Christine Barber, a former New Mexican editor now working in Peru, has won the first Tony Hillerman Prize for her novel, The Replacement Child.
The story, set in Santa Fe, draws on Barber's experiences working for local newspapers and as an emergency medical technician and firefighter.
The Replacement Child will be published by the Thomas Dunne Books/St. Martin's Minotaur imprint in the fall of 2008. Barber received a $10,000 advance.
Barber was living in Albuquerque when she submitted the novel. Now applying to The University of New Mexico medical school, she is a volunteer for a clinic in Ayachuco, Peru, near Lima.

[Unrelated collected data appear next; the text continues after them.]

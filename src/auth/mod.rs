// src/auth/mod.rs

//! Kerberos/SPNEGO challenge generation.
//!
//! The handshake itself is delegated to a [`SecurityProvider`]; this module
//! owns the process-wide serialization of context establishment and the
//! mapping of provider failures onto [`Error`](crate::Error).

#[cfg(all(unix, feature = "gssapi"))]
pub(crate) mod gssapi;

mod lock;
mod negotiate;

pub use negotiate::{service_host, ChallengeGenerator};

use crate::error::BoxError;

/// An authenticated principal whose credentials back a challenge.
///
/// The generator never acquires credentials itself. It runs the GSS
/// handshake inside [`do_as`](Subject::do_as), and the implementation is
/// expected to make its principal's credentials visible to the provider for
/// exactly the duration of that call.
///
/// The negotiation lock is not reentrant: generating another challenge from
/// inside `do_as` on the same thread deadlocks.
pub trait Subject {
    /// Run `action` as this principal.
    fn do_as<T, F>(&self, action: F) -> T
    where
        F: FnOnce() -> T;
}

/// The principal of the current process user.
///
/// With the native provider this is whatever the default credential cache
/// holds (see `kinit`), so `do_as` runs the action unchanged.
#[derive(Clone, Copy, Debug, Default)]
pub struct CurrentUser;

impl Subject for CurrentUser {
    fn do_as<T, F>(&self, action: F) -> T
    where
        F: FnOnce() -> T,
    {
        action()
    }
}

impl<S: Subject + ?Sized> Subject for &S {
    fn do_as<T, F>(&self, action: F) -> T
    where
        F: FnOnce() -> T,
    {
        (**self).do_as(action)
    }
}

/// A DER-encoded GSS mechanism object identifier.
#[derive(Clone, Copy, Debug, PartialEq, Eq)]
pub struct Mechanism(&'static [u8]);

impl Mechanism {
    /// Kerberos v5, `1.2.840.113554.1.2.2`.
    pub const KRB5: Mechanism =
        Mechanism(&[0x2a, 0x86, 0x48, 0x86, 0xf7, 0x12, 0x01, 0x02, 0x02]);

    /// The encoded identifier, without the DER tag and length.
    pub fn as_bytes(&self) -> &'static [u8] {
        self.0
    }
}

/// The GSS-API operations a challenge is built from.
///
/// Implementations wrap a concrete GSS library. They are called with the
/// process-wide negotiation lock held, so they never observe concurrent
/// context establishment. That lock is not reentrant; a provider must not call
/// back into [`ChallengeGenerator`](crate::ChallengeGenerator) on the same
/// thread.
pub trait SecurityProvider {
    /// An imported GSS name.
    type Name;
    /// A one-shot initiator context.
    type Context: InitiatorContext;

    /// Resolve the Kerberos v5 mechanism.
    fn kerberos_mechanism(&self) -> Result<Mechanism, BoxError> {
        Ok(Mechanism::KRB5)
    }

    /// Import `service` (`service@host`) as a host-based service name.
    fn host_based_service(&self, service: &str) -> Result<Self::Name, BoxError>;

    /// Canonicalize `name` for `mech`.
    fn canonicalize(&self, name: &Self::Name, mech: Mechanism) -> Result<Self::Name, BoxError>;

    /// Create an initiator context targeting `target`.
    ///
    /// The context must source its credentials from the ambient principal
    /// rather than an explicit credential handle.
    fn create_context(&self, target: Self::Name, mech: Mechanism) -> Result<Self::Context, BoxError>;
}

/// The initiator side of a GSS security context.
///
/// Dropping the context disposes it.
pub trait InitiatorContext {
    /// Request mutual authentication.
    fn request_mutual_auth(&mut self, state: bool);

    /// Request credential delegation to the target.
    fn request_cred_deleg(&mut self, state: bool);

    /// Run one handshake step, returning the token to send to the acceptor.
    fn init_sec_context(&mut self, input: &[u8]) -> Result<Vec<u8>, BoxError>;
}
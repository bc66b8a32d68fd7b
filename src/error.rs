#![deny(missing_docs)]

use std::error::Error as StdError;
use std::fmt;

/// A boxed error as produced by a [`SecurityProvider`](crate::SecurityProvider).
pub type BoxError = Box<dyn StdError + Send + Sync>;

/// A `Result` alias where the `Err` case is `negotiate_session::Error`.
pub type Result<T> = std::result::Result<T, Error>;

/// The Errors that may occur while generating a challenge.
///
/// Every failure inside the GSS handshake, including a missing Kerberos
/// mechanism, is reported as an authentication failure. The underlying
/// provider error is available through [`source()`](StdError::source).
pub struct Error {
    inner: Box<Inner>,
}

struct Inner {
    kind: Kind,
    service: Option<String>,
    source: Option<BoxError>,
}

impl Error {
    pub(crate) fn new<E>(kind: Kind, source: Option<E>) -> Error
    where
        E: Into<BoxError>,
    {
        Error {
            inner: Box::new(Inner {
                kind,
                service: None,
                source: source.map(Into::into),
            }),
        }
    }

    pub(crate) fn with_service(mut self, service: impl Into<String>) -> Error {
        self.inner.service = Some(service.into());
        self
    }

    /// Returns the service name the failed challenge was generated for, if known.
    pub fn service(&self) -> Option<&str> {
        self.inner.service.as_deref()
    }

    /// Returns true if the error came from the Kerberos handshake.
    ///
    /// A caller receiving such an error should treat the request as
    /// unauthenticated.
    pub fn is_authentication(&self) -> bool {
        matches!(
            self.inner.kind,
            Kind::Mechanism | Kind::Name | Kind::Context | Kind::Negotiate
        )
    }

    /// Returns true if the error is related to the request target, for
    /// example a URL without a host.
    pub fn is_builder(&self) -> bool {
        matches!(self.inner.kind, Kind::Builder)
    }
}

impl fmt::Debug for Error {
    fn fmt(&self, f: &mut fmt::Formatter<'_>) -> fmt::Result {
        let mut builder = f.debug_struct("negotiate_session::Error");

        builder.field("kind", &self.inner.kind);

        if let Some(ref service) = self.inner.service {
            builder.field("service", service);
        }

        if let Some(ref source) = self.inner.source {
            builder.field("source", source);
        }

        builder.finish()
    }
}

impl fmt::Display for Error {
    fn fmt(&self, f: &mut fmt::Formatter<'_>) -> fmt::Result {
        match self.inner.kind {
            Kind::Builder => f.write_str("builder error")?,
            Kind::Mechanism => f.write_str("kerberos mechanism unavailable")?,
            Kind::Name => f.write_str("failed to build service name")?,
            Kind::Context => f.write_str("failed to create security context")?,
            Kind::Negotiate => f.write_str("negotiate authentication failed")?,
        }

        if let Some(service) = &self.inner.service {
            write!(f, " for {service}")?;
        }

        Ok(())
    }
}

impl StdError for Error {
    fn source(&self) -> Option<&(dyn StdError + 'static)> {
        self.inner.source.as_ref().map(|e| &**e as _)
    }
}

#[derive(Debug)]
pub(crate) enum Kind {
    Builder,
    Mechanism,
    Name,
    Context,
    Negotiate,
}

// constructors

pub(crate) fn builder<E: Into<BoxError>>(e: E) -> Error {
    Error::new(Kind::Builder, Some(e))
}

pub(crate) fn mechanism<E: Into<BoxError>>(e: E) -> Error {
    Error::new(Kind::Mechanism, Some(e))
}

pub(crate) fn name<E: Into<BoxError>>(e: E) -> Error {
    Error::new(Kind::Name, Some(e))
}

pub(crate) fn context<E: Into<BoxError>>(e: E) -> Error {
    Error::new(Kind::Context, Some(e))
}

pub(crate) fn negotiate<E: Into<BoxError>>(e: E) -> Error {
    Error::new(Kind::Negotiate, Some(e))
}
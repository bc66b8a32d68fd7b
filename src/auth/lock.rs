// src/auth/lock.rs

//! A fair (FIFO) lock guarding GSS context establishment.

use parking_lot::{const_mutex, Condvar, Mutex};

/// Serializes every challenge generation in the process. GSS libraries are
/// not guaranteed to be safe for concurrent context establishment.
pub(crate) static KERBEROS_LOCK: FairLock = FairLock::new();

/// A ticket lock: threads are granted the lock in the order they asked for it.
///
/// Not reentrant; locking twice on one thread deadlocks.
pub(crate) struct FairLock {
    tickets: Mutex<Tickets>,
    turn: Condvar,
}

struct Tickets {
    next: u64,
    serving: u64,
}

impl FairLock {
    pub(crate) const fn new() -> FairLock {
        FairLock {
            tickets: const_mutex(Tickets { next: 0, serving: 0 }),
            turn: Condvar::new(),
        }
    }

    /// Block until it is this caller's turn.
    pub(crate) fn lock(&self) -> FairGuard<'_> {
        let mut tickets = self.tickets.lock();
        let ticket = tickets.next;
        tickets.next = tickets.next.wrapping_add(1);
        while tickets.serving != ticket {
            self.turn.wait(&mut tickets);
        }
        log::trace!("negotiate lock acquired (ticket {})", ticket);
        FairGuard { lock: self, ticket }
    }
}

/// Releases the lock on drop, including during unwinding.
pub(crate) struct FairGuard<'a> {
    lock: &'a FairLock,
    ticket: u64,
}

impl Drop for FairGuard<'_> {
    fn drop(&mut self) {
        let mut tickets = self.lock.tickets.lock();
        tickets.serving = tickets.serving.wrapping_add(1);
        drop(tickets);
        // every waiter checks its own ticket, so wake them all
        self.lock.turn.notify_all();
        log::trace!("negotiate lock released (ticket {})", self.ticket);
    }
}

#[cfg(test)]
mod tests {
    use super::*;
    use std::sync::atomic::{AtomicUsize, Ordering};
    use std::sync::{Arc, Mutex as StdMutex};
    use std::thread;
    use std::time::Duration;

    #[test]
    fn test_released_on_drop() {
        let lock = FairLock::new();
        drop(lock.lock());
        // would deadlock if the first guard had not released
        drop(lock.lock());
    }

    #[test]
    fn test_released_on_panic() {
        let lock = Arc::new(FairLock::new());
        let inner = lock.clone();
        let joined = thread::spawn(move || {
            let _guard = inner.lock();
            panic!("provider blew up");
        })
        .join();
        assert!(joined.is_err());
        drop(lock.lock());
    }

    #[test]
    fn test_mutual_exclusion() {
        let lock = Arc::new(FairLock::new());
        let inside = Arc::new(AtomicUsize::new(0));
        let handles: Vec<_> = (0..8)
            .map(|_| {
                let lock = lock.clone();
                let inside = inside.clone();
                thread::spawn(move || {
                    for _ in 0..50 {
                        let _guard = lock.lock();
                        assert_eq!(inside.fetch_add(1, Ordering::SeqCst), 0);
                        thread::yield_now();
                        inside.fetch_sub(1, Ordering::SeqCst);
                    }
                })
            })
            .collect();
        for handle in handles {
            handle.join().unwrap();
        }
    }

    #[test]
    fn test_fifo_order() {
        let lock = Arc::new(FairLock::new());
        let order = Arc::new(StdMutex::new(Vec::new()));

        let held = lock.lock();
        let mut handles = Vec::new();
        for i in 0..4 {
            let worker_lock = lock.clone();
            let order = order.clone();
            handles.push(thread::spawn(move || {
                let _guard = worker_lock.lock();
                order.lock().unwrap().push(i);
            }));
            // wait until thread `i` has taken its ticket
            while lock.tickets.lock().next != i as u64 + 2 {
                thread::sleep(Duration::from_millis(1));
            }
        }
        drop(held);
        for handle in handles {
            handle.join().unwrap();
        }
        assert_eq!(*order.lock().unwrap(), vec![0, 1, 2, 3]);
    }
}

The prize, named for another former New Mexican editor, now famous for his mystery novels set in Navajo Country, will be awarded annually to an unpublished mystery set in the Southwest, written by a first-time author.
Barber, an assistant city editor, columnist and features writer at The New Mexican for 10 years, also has worked for the Albuquerque Journal and the Gallup Independent. She said Hillerman's novels inspired her to move to New Mexico from Florida.
A woman, nicknamed "Scanner Lady," who used to call TheNew Mexican to report what she had heard on a police scanner, inspired Barber to start The Replacement Child, she said in written remarks to the recentTony Hillerman Writers Conference in Albuquerque.
Hillerman's daughter, Anne Hillerman, also a former New Mexican writer and editor, launched the conference in 2004 through the business which she and Jean Schaumberg co-founded, WORDHARVEST Writers Workshops.
The 2007 contest received about 150 submissions from writers throughout the United States. The deadline for submissions to next year's competition is July 1, 2008. For guidelines, see www.thomasdunnebooks.com or www.hillermanconference.com.